> WORK TASK: Produce a copy of every line in the records that holds the string "attnum".

─── INPUT FOR THIS TASK ───

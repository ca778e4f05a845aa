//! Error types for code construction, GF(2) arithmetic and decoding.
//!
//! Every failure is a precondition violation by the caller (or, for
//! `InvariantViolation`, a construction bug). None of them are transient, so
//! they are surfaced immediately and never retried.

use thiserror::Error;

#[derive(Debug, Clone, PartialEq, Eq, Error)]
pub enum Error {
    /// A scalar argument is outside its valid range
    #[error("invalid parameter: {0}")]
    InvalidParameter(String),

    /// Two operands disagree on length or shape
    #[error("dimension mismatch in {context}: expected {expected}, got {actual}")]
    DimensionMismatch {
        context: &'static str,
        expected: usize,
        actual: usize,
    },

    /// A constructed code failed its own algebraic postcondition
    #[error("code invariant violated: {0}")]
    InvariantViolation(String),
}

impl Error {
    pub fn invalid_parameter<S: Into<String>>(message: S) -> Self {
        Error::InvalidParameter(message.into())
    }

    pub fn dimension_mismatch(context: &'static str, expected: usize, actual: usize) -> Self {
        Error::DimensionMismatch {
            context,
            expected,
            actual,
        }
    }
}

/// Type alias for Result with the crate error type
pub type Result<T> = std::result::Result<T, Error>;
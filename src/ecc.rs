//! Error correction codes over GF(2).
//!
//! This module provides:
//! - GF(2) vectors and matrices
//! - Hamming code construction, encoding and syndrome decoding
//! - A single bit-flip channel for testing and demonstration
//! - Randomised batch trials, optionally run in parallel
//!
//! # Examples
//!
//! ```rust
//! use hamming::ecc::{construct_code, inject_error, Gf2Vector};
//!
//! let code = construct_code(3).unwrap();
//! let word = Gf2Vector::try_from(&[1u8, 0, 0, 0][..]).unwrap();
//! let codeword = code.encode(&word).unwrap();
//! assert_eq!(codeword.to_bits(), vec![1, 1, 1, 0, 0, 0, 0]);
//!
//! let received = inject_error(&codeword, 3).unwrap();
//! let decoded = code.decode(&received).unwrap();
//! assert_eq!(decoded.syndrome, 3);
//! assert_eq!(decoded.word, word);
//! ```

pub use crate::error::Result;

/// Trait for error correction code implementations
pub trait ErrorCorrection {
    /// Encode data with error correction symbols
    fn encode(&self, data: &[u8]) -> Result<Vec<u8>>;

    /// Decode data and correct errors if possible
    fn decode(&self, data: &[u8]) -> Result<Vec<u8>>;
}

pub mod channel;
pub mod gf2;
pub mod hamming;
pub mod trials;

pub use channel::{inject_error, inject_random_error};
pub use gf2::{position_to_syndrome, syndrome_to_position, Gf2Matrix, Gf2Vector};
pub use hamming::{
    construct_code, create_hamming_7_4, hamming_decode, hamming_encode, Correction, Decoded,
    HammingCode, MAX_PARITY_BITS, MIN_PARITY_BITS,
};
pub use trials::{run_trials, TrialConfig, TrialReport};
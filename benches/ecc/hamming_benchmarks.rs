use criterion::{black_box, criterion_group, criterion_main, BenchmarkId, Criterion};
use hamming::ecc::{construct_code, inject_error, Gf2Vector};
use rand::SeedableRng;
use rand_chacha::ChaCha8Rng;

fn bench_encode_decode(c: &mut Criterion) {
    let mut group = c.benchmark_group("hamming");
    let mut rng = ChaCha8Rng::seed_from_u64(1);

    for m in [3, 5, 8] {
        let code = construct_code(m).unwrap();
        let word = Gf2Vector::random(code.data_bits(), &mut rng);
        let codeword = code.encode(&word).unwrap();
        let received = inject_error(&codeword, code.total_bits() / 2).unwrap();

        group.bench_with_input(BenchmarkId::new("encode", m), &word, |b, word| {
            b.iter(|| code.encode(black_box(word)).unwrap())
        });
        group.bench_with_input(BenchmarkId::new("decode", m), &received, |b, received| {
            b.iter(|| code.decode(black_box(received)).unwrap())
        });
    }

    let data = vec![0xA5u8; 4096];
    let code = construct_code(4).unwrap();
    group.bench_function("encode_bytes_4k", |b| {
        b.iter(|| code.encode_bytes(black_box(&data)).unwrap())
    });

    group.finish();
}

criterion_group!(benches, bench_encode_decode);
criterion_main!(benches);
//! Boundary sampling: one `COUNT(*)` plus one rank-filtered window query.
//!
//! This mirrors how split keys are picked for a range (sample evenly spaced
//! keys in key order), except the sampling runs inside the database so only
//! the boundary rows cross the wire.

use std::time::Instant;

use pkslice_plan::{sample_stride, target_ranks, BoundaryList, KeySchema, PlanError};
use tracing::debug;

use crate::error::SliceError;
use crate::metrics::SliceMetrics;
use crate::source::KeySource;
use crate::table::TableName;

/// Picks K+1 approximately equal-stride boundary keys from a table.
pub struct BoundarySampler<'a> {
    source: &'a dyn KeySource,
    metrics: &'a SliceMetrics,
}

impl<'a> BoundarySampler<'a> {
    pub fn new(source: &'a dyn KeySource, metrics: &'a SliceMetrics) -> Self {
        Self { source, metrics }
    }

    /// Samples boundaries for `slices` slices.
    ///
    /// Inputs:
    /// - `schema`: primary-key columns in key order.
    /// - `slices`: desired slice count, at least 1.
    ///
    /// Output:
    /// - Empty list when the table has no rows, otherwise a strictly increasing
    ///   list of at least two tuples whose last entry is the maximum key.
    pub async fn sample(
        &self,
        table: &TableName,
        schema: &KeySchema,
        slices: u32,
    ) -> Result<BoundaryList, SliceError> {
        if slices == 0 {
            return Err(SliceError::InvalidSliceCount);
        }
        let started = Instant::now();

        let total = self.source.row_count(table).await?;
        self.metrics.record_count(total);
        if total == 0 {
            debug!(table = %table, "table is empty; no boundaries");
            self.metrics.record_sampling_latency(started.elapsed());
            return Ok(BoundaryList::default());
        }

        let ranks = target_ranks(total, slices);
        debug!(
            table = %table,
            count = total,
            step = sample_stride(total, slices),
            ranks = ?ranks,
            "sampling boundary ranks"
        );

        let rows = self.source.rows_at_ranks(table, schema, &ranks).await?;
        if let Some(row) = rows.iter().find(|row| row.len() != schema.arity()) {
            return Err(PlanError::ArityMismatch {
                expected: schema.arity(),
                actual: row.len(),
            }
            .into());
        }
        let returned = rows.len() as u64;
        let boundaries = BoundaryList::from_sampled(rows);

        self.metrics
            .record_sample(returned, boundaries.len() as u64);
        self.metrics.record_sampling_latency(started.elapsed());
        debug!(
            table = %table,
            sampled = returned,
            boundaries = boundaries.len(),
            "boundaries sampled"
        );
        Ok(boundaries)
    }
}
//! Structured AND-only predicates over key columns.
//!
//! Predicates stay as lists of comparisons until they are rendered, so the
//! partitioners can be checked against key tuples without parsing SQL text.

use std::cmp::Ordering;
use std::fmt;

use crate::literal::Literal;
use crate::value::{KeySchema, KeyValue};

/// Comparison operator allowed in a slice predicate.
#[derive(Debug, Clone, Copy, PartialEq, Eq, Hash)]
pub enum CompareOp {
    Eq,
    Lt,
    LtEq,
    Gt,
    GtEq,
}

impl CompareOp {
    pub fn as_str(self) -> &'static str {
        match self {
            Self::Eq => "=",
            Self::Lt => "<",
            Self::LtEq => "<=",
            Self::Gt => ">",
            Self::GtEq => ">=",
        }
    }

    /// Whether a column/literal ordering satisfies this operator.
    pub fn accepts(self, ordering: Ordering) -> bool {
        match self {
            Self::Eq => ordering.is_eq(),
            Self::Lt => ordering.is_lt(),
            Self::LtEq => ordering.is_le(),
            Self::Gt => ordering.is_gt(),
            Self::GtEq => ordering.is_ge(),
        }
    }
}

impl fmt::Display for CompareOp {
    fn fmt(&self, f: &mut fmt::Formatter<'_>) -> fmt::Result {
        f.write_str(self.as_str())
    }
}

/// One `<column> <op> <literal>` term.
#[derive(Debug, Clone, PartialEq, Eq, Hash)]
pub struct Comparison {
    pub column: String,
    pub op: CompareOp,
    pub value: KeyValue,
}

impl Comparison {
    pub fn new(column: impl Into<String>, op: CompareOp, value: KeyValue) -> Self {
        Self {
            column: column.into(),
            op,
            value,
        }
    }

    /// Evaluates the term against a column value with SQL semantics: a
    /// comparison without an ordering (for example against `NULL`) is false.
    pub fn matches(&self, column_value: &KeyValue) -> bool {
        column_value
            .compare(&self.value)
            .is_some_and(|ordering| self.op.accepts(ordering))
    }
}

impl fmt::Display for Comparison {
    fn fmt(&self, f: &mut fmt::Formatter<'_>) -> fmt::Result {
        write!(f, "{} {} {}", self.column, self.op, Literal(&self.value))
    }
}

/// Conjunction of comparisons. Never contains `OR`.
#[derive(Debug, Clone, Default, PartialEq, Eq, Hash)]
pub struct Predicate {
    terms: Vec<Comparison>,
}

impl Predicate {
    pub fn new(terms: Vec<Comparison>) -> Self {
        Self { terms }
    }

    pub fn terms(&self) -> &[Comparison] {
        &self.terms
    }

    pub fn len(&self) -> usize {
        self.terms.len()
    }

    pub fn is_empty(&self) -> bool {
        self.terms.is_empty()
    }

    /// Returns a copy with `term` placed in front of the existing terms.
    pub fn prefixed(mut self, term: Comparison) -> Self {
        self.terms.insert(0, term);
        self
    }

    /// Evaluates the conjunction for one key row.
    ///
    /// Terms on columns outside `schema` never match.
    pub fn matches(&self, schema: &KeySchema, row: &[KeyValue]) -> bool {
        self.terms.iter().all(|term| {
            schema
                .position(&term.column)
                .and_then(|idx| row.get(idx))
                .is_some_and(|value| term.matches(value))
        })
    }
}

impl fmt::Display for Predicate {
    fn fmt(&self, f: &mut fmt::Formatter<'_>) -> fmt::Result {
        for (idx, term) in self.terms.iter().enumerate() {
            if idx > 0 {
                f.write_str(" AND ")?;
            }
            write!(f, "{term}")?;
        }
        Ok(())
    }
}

───
─── INPUT FOR THIS TASK ───

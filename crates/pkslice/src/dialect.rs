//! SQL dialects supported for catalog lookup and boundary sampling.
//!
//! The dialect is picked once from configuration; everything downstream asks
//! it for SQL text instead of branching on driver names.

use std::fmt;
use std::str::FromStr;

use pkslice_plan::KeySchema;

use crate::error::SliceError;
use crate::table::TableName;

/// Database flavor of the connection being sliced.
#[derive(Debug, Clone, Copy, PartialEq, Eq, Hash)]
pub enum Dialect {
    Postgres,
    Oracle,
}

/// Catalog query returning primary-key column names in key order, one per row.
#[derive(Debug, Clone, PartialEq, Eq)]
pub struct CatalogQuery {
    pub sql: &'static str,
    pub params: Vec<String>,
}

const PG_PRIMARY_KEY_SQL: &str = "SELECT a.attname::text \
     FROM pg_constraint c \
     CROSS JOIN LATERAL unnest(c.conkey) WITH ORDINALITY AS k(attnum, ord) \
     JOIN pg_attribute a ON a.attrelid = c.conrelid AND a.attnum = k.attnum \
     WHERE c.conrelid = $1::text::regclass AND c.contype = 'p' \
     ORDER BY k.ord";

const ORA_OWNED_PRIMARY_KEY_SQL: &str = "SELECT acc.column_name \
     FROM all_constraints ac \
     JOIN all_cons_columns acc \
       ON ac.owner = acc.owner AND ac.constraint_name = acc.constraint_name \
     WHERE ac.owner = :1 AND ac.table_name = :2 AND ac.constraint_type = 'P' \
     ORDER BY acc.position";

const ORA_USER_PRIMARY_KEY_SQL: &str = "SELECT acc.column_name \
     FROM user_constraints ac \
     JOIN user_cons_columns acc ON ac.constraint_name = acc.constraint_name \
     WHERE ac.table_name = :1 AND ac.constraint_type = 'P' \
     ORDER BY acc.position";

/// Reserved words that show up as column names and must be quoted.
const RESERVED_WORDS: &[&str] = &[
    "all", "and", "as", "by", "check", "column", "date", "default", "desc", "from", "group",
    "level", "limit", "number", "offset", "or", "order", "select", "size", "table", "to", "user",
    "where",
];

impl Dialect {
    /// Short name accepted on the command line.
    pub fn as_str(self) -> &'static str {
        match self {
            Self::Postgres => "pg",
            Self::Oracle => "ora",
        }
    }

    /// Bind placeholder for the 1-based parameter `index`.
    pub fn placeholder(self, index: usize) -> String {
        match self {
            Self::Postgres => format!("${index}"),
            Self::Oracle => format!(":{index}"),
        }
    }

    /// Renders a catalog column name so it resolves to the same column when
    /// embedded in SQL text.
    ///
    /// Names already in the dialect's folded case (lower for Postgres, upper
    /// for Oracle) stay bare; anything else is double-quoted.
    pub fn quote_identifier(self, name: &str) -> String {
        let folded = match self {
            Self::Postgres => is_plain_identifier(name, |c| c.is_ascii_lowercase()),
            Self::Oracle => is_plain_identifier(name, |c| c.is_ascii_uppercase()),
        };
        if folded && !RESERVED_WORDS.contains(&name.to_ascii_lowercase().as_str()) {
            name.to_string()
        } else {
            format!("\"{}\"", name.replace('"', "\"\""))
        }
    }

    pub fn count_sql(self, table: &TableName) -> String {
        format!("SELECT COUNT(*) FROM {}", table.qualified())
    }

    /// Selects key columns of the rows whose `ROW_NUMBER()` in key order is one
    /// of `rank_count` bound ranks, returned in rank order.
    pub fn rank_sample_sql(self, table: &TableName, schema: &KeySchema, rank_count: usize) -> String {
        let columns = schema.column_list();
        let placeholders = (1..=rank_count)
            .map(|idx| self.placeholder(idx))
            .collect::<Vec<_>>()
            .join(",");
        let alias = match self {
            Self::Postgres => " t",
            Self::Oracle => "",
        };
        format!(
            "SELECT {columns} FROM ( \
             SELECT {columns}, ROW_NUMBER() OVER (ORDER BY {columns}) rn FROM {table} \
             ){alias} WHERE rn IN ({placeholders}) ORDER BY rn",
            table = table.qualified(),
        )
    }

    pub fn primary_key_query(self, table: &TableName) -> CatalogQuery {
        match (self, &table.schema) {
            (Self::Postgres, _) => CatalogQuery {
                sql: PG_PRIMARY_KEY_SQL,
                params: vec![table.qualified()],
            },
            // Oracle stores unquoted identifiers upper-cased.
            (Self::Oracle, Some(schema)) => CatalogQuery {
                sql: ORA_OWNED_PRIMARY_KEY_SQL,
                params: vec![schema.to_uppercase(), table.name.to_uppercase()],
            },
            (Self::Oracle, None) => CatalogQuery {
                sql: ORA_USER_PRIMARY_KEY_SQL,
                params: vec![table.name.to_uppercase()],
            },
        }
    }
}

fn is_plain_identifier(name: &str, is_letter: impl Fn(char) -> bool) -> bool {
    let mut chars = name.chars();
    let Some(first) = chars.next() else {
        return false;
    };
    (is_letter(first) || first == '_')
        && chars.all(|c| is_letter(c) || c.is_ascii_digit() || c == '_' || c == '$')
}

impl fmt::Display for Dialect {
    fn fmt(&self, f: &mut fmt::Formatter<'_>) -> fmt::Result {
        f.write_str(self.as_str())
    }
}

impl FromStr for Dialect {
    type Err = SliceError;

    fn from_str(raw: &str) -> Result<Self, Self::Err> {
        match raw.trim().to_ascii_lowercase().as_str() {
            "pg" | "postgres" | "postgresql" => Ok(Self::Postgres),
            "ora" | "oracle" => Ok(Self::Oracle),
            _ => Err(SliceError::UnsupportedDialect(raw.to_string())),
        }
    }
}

───
─── INPUT FOR THIS TASK ───

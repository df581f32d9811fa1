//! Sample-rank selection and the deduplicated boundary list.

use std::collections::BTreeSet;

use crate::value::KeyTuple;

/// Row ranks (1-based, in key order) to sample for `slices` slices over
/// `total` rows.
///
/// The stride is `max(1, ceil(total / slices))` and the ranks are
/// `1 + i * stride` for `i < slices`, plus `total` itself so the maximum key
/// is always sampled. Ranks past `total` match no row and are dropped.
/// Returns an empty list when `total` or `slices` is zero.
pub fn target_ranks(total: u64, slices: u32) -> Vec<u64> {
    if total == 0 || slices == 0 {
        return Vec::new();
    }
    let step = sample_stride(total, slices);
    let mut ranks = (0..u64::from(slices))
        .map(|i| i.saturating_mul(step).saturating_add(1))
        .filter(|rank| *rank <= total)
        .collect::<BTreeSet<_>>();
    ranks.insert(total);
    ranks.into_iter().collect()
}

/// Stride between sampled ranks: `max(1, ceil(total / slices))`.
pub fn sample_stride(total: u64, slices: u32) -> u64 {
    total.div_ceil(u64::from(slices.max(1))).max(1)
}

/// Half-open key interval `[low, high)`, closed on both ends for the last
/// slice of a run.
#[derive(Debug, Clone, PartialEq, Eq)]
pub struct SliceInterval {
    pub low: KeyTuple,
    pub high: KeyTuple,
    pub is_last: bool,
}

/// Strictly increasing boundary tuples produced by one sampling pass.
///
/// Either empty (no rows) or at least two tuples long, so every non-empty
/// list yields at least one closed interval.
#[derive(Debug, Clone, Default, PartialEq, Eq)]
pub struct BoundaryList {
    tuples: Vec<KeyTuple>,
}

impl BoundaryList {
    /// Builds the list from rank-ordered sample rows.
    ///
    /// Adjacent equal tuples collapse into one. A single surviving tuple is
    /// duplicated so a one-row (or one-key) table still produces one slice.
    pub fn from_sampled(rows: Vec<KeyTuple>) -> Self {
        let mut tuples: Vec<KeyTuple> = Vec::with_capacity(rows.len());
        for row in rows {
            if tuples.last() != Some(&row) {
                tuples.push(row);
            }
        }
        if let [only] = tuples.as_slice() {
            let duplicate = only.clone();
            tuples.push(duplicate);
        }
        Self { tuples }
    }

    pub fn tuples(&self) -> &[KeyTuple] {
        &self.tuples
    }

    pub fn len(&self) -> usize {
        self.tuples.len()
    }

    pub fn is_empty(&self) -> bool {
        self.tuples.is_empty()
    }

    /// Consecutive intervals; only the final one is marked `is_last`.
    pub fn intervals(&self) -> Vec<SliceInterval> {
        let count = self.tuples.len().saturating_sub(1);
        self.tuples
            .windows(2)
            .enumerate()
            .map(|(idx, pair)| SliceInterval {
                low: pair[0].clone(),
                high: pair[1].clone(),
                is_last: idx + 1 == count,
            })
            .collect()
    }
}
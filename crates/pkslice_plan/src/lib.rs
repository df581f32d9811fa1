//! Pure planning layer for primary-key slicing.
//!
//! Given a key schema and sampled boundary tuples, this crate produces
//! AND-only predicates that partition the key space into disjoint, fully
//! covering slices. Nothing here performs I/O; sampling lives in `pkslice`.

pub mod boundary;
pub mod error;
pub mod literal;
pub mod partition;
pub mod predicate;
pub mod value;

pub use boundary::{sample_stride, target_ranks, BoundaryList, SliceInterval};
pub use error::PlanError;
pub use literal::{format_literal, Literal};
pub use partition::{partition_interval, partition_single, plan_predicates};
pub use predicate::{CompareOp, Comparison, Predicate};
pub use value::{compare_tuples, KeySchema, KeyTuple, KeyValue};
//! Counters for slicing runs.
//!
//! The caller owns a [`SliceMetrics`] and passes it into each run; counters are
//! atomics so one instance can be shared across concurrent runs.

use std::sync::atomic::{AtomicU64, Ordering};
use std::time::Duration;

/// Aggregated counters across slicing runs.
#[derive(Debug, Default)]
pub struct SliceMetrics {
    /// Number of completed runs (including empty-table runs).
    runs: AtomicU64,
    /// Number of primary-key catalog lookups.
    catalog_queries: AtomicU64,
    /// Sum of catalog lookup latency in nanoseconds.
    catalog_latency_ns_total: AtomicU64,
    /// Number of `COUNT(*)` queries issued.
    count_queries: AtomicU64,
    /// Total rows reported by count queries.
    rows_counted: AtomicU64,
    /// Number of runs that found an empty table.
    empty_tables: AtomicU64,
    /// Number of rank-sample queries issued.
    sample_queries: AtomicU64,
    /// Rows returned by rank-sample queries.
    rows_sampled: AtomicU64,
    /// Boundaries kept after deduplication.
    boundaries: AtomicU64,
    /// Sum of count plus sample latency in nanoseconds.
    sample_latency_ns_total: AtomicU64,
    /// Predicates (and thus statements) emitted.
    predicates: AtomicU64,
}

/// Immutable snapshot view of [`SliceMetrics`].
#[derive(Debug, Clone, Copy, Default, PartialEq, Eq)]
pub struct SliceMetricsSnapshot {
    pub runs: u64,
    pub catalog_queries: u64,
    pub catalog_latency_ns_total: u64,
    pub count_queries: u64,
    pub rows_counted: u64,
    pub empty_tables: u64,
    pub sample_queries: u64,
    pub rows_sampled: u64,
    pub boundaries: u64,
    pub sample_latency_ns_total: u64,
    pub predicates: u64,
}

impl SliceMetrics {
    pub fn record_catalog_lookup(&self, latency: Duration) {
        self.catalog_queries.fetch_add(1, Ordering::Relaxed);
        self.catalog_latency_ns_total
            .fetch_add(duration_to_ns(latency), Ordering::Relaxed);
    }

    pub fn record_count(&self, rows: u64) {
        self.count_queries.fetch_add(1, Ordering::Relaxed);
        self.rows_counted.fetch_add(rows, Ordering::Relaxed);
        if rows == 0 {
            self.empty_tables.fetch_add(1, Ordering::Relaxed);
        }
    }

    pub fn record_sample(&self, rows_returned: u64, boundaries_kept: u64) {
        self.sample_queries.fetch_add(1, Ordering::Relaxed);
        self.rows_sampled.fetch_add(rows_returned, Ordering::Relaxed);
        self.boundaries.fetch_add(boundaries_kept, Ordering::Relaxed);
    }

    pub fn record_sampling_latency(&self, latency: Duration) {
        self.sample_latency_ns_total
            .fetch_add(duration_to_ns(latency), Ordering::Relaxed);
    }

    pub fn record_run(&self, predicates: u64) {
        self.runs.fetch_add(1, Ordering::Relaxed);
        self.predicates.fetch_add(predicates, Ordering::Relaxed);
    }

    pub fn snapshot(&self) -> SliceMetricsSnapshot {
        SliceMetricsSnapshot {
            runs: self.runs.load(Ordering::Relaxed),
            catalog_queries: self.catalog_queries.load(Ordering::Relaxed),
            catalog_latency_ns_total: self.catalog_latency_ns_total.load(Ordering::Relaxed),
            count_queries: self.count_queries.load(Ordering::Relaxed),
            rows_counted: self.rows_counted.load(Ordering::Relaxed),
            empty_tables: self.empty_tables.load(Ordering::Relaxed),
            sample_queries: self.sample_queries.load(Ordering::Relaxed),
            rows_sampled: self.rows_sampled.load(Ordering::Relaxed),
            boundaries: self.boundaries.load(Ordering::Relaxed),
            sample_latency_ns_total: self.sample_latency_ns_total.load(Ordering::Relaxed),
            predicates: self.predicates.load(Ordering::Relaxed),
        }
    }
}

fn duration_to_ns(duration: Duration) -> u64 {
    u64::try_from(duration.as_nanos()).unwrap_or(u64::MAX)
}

───

> FINISHED EXERCISE:
     CROSS JOIN LATERAL unnest(c.conkey) WITH ORDINALITY AS k(attnum, ord) \
     JOIN pg_attribute a ON a.attrelid = c.conrelid AND a.attnum = k.attnum \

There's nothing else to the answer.